> ABOUT THIS EXERCISE
Reproduce the whole listing below exactly.

═════ GIVEN DATA ═════

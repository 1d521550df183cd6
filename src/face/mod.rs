pub(crate) mod descriptor;
pub(crate) mod layout;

═════

> EXERCISE SOLUTION
repository 1d521550df183cd6
filename src/face/mod.rs
pub(crate) mod descriptor;
pub(crate) mod layout;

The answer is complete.